De son côté, le mouvement Ennahda, via son président Rached Ghannouchi, a mis en garde contre toute tentative visant à déstabiliser les relations entre l'Algérie et la Tunisie. "Nous ne tolérerons, dans l'intérêt de la Tunisie, aucune atteinte à la relation stratégique qui nous lie à nos frères algériens", a déclaré en effet Rached Ghannouchi lors d'une entrevue accordée à Radio Algérie internationale (RAI).

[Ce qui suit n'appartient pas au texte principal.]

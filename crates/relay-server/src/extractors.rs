//! Custom Axum extractors for the relay.

use axum::{
    async_trait,
    extract::{FromRequest, FromRequestParts, Request},
    http::request::Parts,
};
use serde::de::DeserializeOwned;
use tracing::debug;

use crate::error::ApiError;

/// Header carrying the request id
pub const REQUEST_ID_HEADER: &str = "x-request-id";

/// Extract request ID from headers or generate one
#[derive(Debug, Clone)]
pub struct RequestId(pub String);

#[async_trait]
impl<S> FromRequestParts<S> for RequestId
where
    S: Send + Sync,
{
    type Rejection = ApiError;

    async fn from_request_parts(parts: &mut Parts, _state: &S) -> Result<Self, Self::Rejection> {
        let id = parts
            .headers
            .get(REQUEST_ID_HEADER)
            .or_else(|| parts.headers.get("x-correlation-id"))
            .and_then(|v| v.to_str().ok())
            .filter(|v| !v.is_empty())
            .map_or_else(|| uuid::Uuid::new_v4().to_string(), String::from);

        Ok(Self(id))
    }
}

/// JSON body extractor that reports parse failures as `{"error": ...}`
///
/// An empty body is read as `{}`.
#[derive(Debug)]
pub struct JsonBody<T>(pub T);

#[async_trait]
impl<S, T> FromRequest<S> for JsonBody<T>
where
    T: DeserializeOwned,
    S: Send + Sync,
{
    type Rejection = ApiError;

    async fn from_request(req: Request, state: &S) -> Result<Self, Self::Rejection> {
        let bytes = axum::body::Bytes::from_request(req, state)
            .await
            .map_err(|e| ApiError::bad_request(format!("Failed to read request body: {e}")))?;

        let raw: &[u8] = if bytes.iter().all(u8::is_ascii_whitespace) {
            b"{}"
        } else {
            &bytes
        };

        let value: T = serde_json::from_slice(raw).map_err(|e| {
            debug!(error = %e, "JSON parse error");
            ApiError::bad_request(format!("Invalid JSON: {e}"))
        })?;

        Ok(Self(value))
    }
}
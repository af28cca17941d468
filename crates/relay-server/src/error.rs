//! HTTP error responses.

use axum::{
    http::StatusCode,
    response::{IntoResponse, Response},
    Json,
};
use relay_core::RelayError;
use serde_json::json;
use std::net::SocketAddr;

/// Returned to the client when every credential failed
pub const EXHAUSTED_MESSAGE: &str = "Failed to generate image. All available API keys failed.";

/// Returned to the client when no credentials are configured
pub const NOT_CONFIGURED_MESSAGE: &str = "API keys are not configured on the server.";

const INTERNAL_MESSAGE: &str = "Internal server error";

/// Error rendered as `{"error": message}`
#[derive(Debug, Clone)]
pub struct ApiError {
    /// Response status
    pub status: StatusCode,
    /// Client-facing message
    pub message: String,
}

impl ApiError {
    /// Create an error with an explicit status
    pub fn new(status: StatusCode, message: impl Into<String>) -> Self {
        Self {
            status,
            message: message.into(),
        }
    }

    /// 400 Bad Request
    pub fn bad_request(message: impl Into<String>) -> Self {
        Self::new(StatusCode::BAD_REQUEST, message)
    }
}

impl From<RelayError> for ApiError {
    fn from(err: RelayError) -> Self {
        let status =
            StatusCode::from_u16(err.status_code()).unwrap_or(StatusCode::INTERNAL_SERVER_ERROR);
        let message = match err {
            RelayError::Validation { message } | RelayError::Configuration { message } => message,
            // Attempt count and upstream detail stay in the logs.
            RelayError::Exhausted { .. } => EXHAUSTED_MESSAGE.to_string(),
            RelayError::Internal { .. } => INTERNAL_MESSAGE.to_string(),
        };
        Self::new(status, message)
    }
}

impl IntoResponse for ApiError {
    fn into_response(self) -> Response {
        (self.status, Json(json!({ "error": self.message }))).into_response()
    }
}

/// Server startup and runtime errors
#[derive(Debug, thiserror::Error)]
pub enum ServerError {
    /// Host and port do not form a socket address
    #[error("Invalid listen address {address}: {reason}")]
    InvalidAddress {
        /// The rejected address
        address: String,
        /// Parser message
        reason: String,
    },

    /// Listener could not be bound
    #[error("Failed to bind {address}: {source}")]
    Bind {
        /// Address that was requested
        address: SocketAddr,
        /// Underlying error
        #[source]
        source: std::io::Error,
    },

    /// Serving loop failed
    #[error("Server error: {0}")]
    Serve(#[from] std::io::Error),
}

#[cfg(test)]
mod tests {
    use super::*;
    use http_body_util::BodyExt;

    async fn body_json(err: ApiError) -> (StatusCode, serde_json::Value) {
        let response = err.into_response();
        let status = response.status();
        let bytes = response.into_body().collect().await.unwrap().to_bytes();
        (status, serde_json::from_slice(&bytes).unwrap())
    }

    #[tokio::test]
    async fn test_validation_maps_to_400() {
        let (status, body) = body_json(RelayError::validation("Prompt is required").into()).await;

        assert_eq!(status, StatusCode::BAD_REQUEST);
        assert_eq!(body, json!({"error": "Prompt is required"}));
    }

    #[tokio::test]
    async fn test_exhaustion_hides_attempt_count() {
        let (status, body) = body_json(RelayError::exhausted(7).into()).await;

        assert_eq!(status, StatusCode::INTERNAL_SERVER_ERROR);
        assert_eq!(body, json!({"error": EXHAUSTED_MESSAGE}));
    }

    #[tokio::test]
    async fn test_internal_detail_not_exposed() {
        let (status, body) =
            body_json(RelayError::internal("client pool poisoned").into()).await;

        assert_eq!(status, StatusCode::INTERNAL_SERVER_ERROR);
        assert_eq!(body["error"], "Internal server error");
    }

    #[tokio::test]
    async fn test_configuration_message_passed_through() {
        let (status, body) =
            body_json(RelayError::configuration(NOT_CONFIGURED_MESSAGE).into()).await;

        assert_eq!(status, StatusCode::INTERNAL_SERVER_ERROR);
        assert_eq!(body["error"], NOT_CONFIGURED_MESSAGE);
    }

    #[test]
    fn test_status_follows_relay_error() {
        let errors = [
            RelayError::validation("Prompt is required"),
            RelayError::configuration(NOT_CONFIGURED_MESSAGE),
            RelayError::exhausted(2),
            RelayError::internal("boom"),
        ];

        for err in errors {
            let expected = err.status_code();
            let api: ApiError = err.into();
            assert_eq!(api.status.as_u16(), expected);
        }
    }
}
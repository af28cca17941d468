//! `tracing`-backed event sink.

use relay_core::{CredentialHint, EventSink, LogEvent, LogLevel};
use tracing::{error, info, warn};

/// Target attached to every relay decision event
pub const EVENT_TARGET: &str = "relay::events";

/// Forwards [`LogEvent`]s to the installed `tracing` subscriber
///
/// Optional fields are recorded only when present, so the JSON formatter
/// emits `key`, `status_code` and `details` exactly when the event has them.
#[derive(Debug, Clone, Copy, Default)]
pub struct TracingEventSink;

impl TracingEventSink {
    /// Create a new sink
    #[must_use]
    pub fn new() -> Self {
        Self
    }
}

impl EventSink for TracingEventSink {
    fn emit(&self, event: LogEvent) {
        let key = event.credential_hint.as_ref().map(CredentialHint::as_str);
        let status_code = event.status_code;
        let details = event.details.as_deref();

        match event.level {
            LogLevel::Info => {
                info!(target: EVENT_TARGET, key, status_code, details, "{}", event.message);
            }
            LogLevel::Warn => {
                warn!(target: EVENT_TARGET, key, status_code, details, "{}", event.message);
            }
            LogLevel::Error => {
                error!(target: EVENT_TARGET, key, status_code, details, "{}", event.message);
            }
        }
    }
}
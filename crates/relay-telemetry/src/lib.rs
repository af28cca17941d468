//! # Relay Telemetry
//!
//! Logging for the image generation relay.
//!
//! This crate provides:
//! - Subscriber setup (JSON or human-readable, always on stderr)
//! - A [`relay_core::EventSink`] that forwards relay decision events to `tracing`

#![forbid(unsafe_code)]
#![warn(missing_docs)]

pub mod logging;
pub mod sink;

// Re-export main types
pub use logging::{init_logging, LogFormat, LoggingConfig, TelemetryError};
pub use sink::{TracingEventSink, EVENT_TARGET};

Il a également affirmé que la relation entre les deux pays voisins était "à l'avant-garde des relations internationales et régionales, étant une relation stratégique, et nous sommes reconnaissants à nos frères algériens, Etat et peuple, pour avoir été aux côtés des Tunisiens dans les moments difficiles".

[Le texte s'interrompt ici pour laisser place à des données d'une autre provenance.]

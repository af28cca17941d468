//! Subscriber setup.
//!
//! Log output always goes to stderr. `RUST_LOG`, when set, overrides the
//! configured level.

use serde::{Deserialize, Serialize};
use std::fmt;
use std::str::FromStr;
use tracing::info;
use tracing_subscriber::{fmt as fmt_layer, layer::SubscriberExt, util::SubscriberInitExt, EnvFilter, Layer};

/// Output format for log lines
#[derive(Debug, Clone, Copy, Default, PartialEq, Eq, Serialize, Deserialize)]
#[serde(rename_all = "lowercase")]
pub enum LogFormat {
    /// One JSON object per line
    #[default]
    Json,
    /// Human-readable, for local development
    Pretty,
}

impl fmt::Display for LogFormat {
    fn fmt(&self, f: &mut fmt::Formatter<'_>) -> fmt::Result {
        match self {
            Self::Json => write!(f, "json"),
            Self::Pretty => write!(f, "pretty"),
        }
    }
}

impl FromStr for LogFormat {
    type Err = TelemetryError;

    fn from_str(s: &str) -> Result<Self, Self::Err> {
        match s.trim().to_ascii_lowercase().as_str() {
            "json" => Ok(Self::Json),
            "pretty" | "text" => Ok(Self::Pretty),
            other => Err(TelemetryError::InvalidFormat(other.to_string())),
        }
    }
}

/// Logging configuration
#[derive(Debug, Clone, PartialEq, Eq, Serialize, Deserialize)]
#[serde(default)]
pub struct LoggingConfig {
    /// Filter directive, e.g. `info` or `relay_server=debug,info`
    pub level: String,
    /// Output format
    pub format: LogFormat,
}

impl Default for LoggingConfig {
    fn default() -> Self {
        Self {
            level: "info".to_string(),
            format: LogFormat::Json,
        }
    }
}

impl LoggingConfig {
    /// Create a configuration with default values
    #[must_use]
    pub fn new() -> Self {
        Self::default()
    }

    /// Set the filter directive
    #[must_use]
    pub fn with_level(mut self, level: impl Into<String>) -> Self {
        self.level = level.into();
        self
    }

    /// Set the output format
    #[must_use]
    pub fn with_format(mut self, format: LogFormat) -> Self {
        self.format = format;
        self
    }

    /// Build the filter, preferring `RUST_LOG` when present
    ///
    /// # Errors
    /// Returns error if the configured directive cannot be parsed
    pub fn filter(&self) -> Result<EnvFilter, TelemetryError> {
        if let Ok(filter) = EnvFilter::try_from_default_env() {
            return Ok(filter);
        }

        EnvFilter::try_new(&self.level)
            .map_err(|e| TelemetryError::InvalidFilter(format!("{}: {e}", self.level)))
    }
}

/// Install the global subscriber
///
/// # Errors
/// Returns error if the filter is invalid or a subscriber is already installed
pub fn init_logging(config: &LoggingConfig) -> Result<(), TelemetryError> {
    let filter = config.filter()?;

    match config.format {
        LogFormat::Json => tracing_subscriber::registry()
            .with(
                fmt_layer::layer()
                    .json()
                    .with_current_span(true)
                    .with_span_list(false)
                    .with_writer(std::io::stderr)
                    .with_filter(filter),
            )
            .try_init(),
        LogFormat::Pretty => tracing_subscriber::registry()
            .with(
                fmt_layer::layer()
                    .with_target(true)
                    .with_writer(std::io::stderr)
                    .with_filter(filter),
            )
            .try_init(),
    }
    .map_err(|e| TelemetryError::Init(e.to_string()))?;

    info!(level = %config.level, format = %config.format, "Logging initialized");

    Ok(())
}

/// Logging initialization error
#[derive(Debug, thiserror::Error)]
pub enum TelemetryError {
    /// Failed to install the subscriber
    #[error("Failed to initialize logging: {0}")]
    Init(String),
    /// Unparseable filter directive
    #[error("Invalid log filter: {0}")]
    InvalidFilter(String),
    /// Unknown output format
    #[error("Invalid log format: {0} (expected json or pretty)")]
    InvalidFormat(String),
}

#[cfg(test)]
mod tests {
    use super::*;

    #[test]
    fn test_default_config() {
        let config = LoggingConfig::default();
        assert_eq!(config.level, "info");
        assert_eq!(config.format, LogFormat::Json);
    }

    #[test]
    fn test_config_builder() {
        let config = LoggingConfig::new()
            .with_level("debug")
            .with_format(LogFormat::Pretty);

        assert_eq!(config.level, "debug");
        assert_eq!(config.format, LogFormat::Pretty);
    }

    #[test]
    fn test_format_parsing() {
        assert_eq!("json".parse::<LogFormat>().unwrap(), LogFormat::Json);
        assert_eq!(" Pretty ".parse::<LogFormat>().unwrap(), LogFormat::Pretty);
        assert_eq!("text".parse::<LogFormat>().unwrap(), LogFormat::Pretty);
        assert!(matches!(
            "xml".parse::<LogFormat>(),
            Err(TelemetryError::InvalidFormat(_))
        ));
    }

    #[test]
    fn test_format_deserialize() {
        let config: LoggingConfig =
            serde_json::from_str(r#"{"level":"warn","format":"pretty"}"#).unwrap();
        assert_eq!(config.level, "warn");
        assert_eq!(config.format, LogFormat::Pretty);

        let config: LoggingConfig = serde_json::from_str("{}").unwrap();
        assert_eq!(config, LoggingConfig::default());
    }
}
//! External merge sort bounded by a number of memory pages.
//!
//! Sorting happens entirely inside [`Operator::open`] in two phases:
//!
//! 1. Run generation: the input is consumed `B` pages at a time, every batch
//!    is sorted in memory and written to its own run (pass 0).
//! 2. Merging: consecutive groups of at most `B - 1` runs are merged into one
//!    run of the next pass, using one input page per run and one output page,
//!    until a single run remains.
//!
//! [`Operator::next`] then streams the final run page by page.

use std::{cmp::Ordering, fmt::Display, io};

use crate::{
    core::storage::{
        io::FileOperations,
        page::Page,
        run::{Run, RunNamespace, RunReader},
        tuple::Tuple,
    },
    db::{Attribute, ConfigError, Context, DatabaseError, Schema},
    debug, error,
    vm::{
        comparator::{Direction, TupleComparator},
        planner::{join_attributes, Operator, Plan, PlanExecutor, Status},
    },
};

#[derive(Debug)]
pub struct ExternalSort<File: FileOperations> {
    base: Box<Plan<File>>,
    schema: Schema,
    keys: Vec<Attribute>,
    comparator: TupleComparator,
    buffers: usize,
    page_size: usize,
    capacity: usize,
    namespace: RunNamespace,
    output: Option<RunReader<File>>,
    status: Status,
    runs: usize,
    merge_passes: usize,
}

#[derive(Debug)]
pub struct SortBuilder<File: FileOperations> {
    pub base: Plan<File>,
    pub keys: Vec<Attribute>,
    pub direction: Direction,
    pub buffers: usize,
    pub page_size: usize,
    pub namespace: RunNamespace,
}

/// Number of runs merged together by every merge step.
///
/// One page is kept for output, the rest read one run each. A budget of two
/// pages still merges pairs of runs so that every pass shrinks the run count,
/// which holds three pages at once and goes one page over that budget.
pub(crate) fn fan_in(buffers: usize) -> usize {
    usize::max(buffers.saturating_sub(1), 2)
}

impl<File: FileOperations> TryFrom<SortBuilder<File>> for ExternalSort<File> {
    type Error = DatabaseError;

    fn try_from(value: SortBuilder<File>) -> Result<Self, Self::Error> {
        let SortBuilder {
            base,
            keys,
            direction,
            buffers,
            page_size,
            namespace,
        } = value;

        let schema = base.schema().clone();
        let indexes = keys
            .iter()
            .map(|key| schema.try_index_of(key))
            .collect::<Result<Vec<_>, _>>()?;

        Ok(Self {
            base: Box::new(base),
            schema,
            keys,
            comparator: TupleComparator::new(indexes, direction),
            buffers,
            page_size,
            capacity: 0,
            namespace,
            output: None,
            status: Status::Created,
            runs: 0,
            merge_passes: 0,
        })
    }
}
//! Query operators and the machinery around them.

mod buffer;
mod comparator;
mod cost;
mod join;
mod planner;
mod sort;
mod sorted;

pub use buffer::BufferManager;
pub use comparator::{Direction, TupleComparator};
pub use cost::{CostEstimator, CostModel, Estimate};
pub use join::{JoinBuilder, SortMergeJoin};
pub use planner::{Operator, Plan, PlanExecutor, Project, Scan, Select, Status};
pub use sort::{ExternalSort, SortBuilder};
pub use sorted::{Distinct, GroupBy, OrderBy};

Le démenti du chef d'Ennahda

Rached Ghannouchi a balayé ensuite d'un revers de la main les propos de l'ex président tunisien. "La Tunisie s'est engagée dans une période de transition démocratique, durant la décennie de l'étape post-Révolution, une étape semée d’embûches et de difficultés. Le soutien assuré par l'Algérie à la Tunisie lors de notre transition démocratique s'est caractérisé par des dons et des crédits et même par les millions d'Algériens qui ont insufflé une dynamique à la vie touristique et économique de notre pays au moment où les pays européens nous ont abandonné en période de troubles", a-t-il soutenu.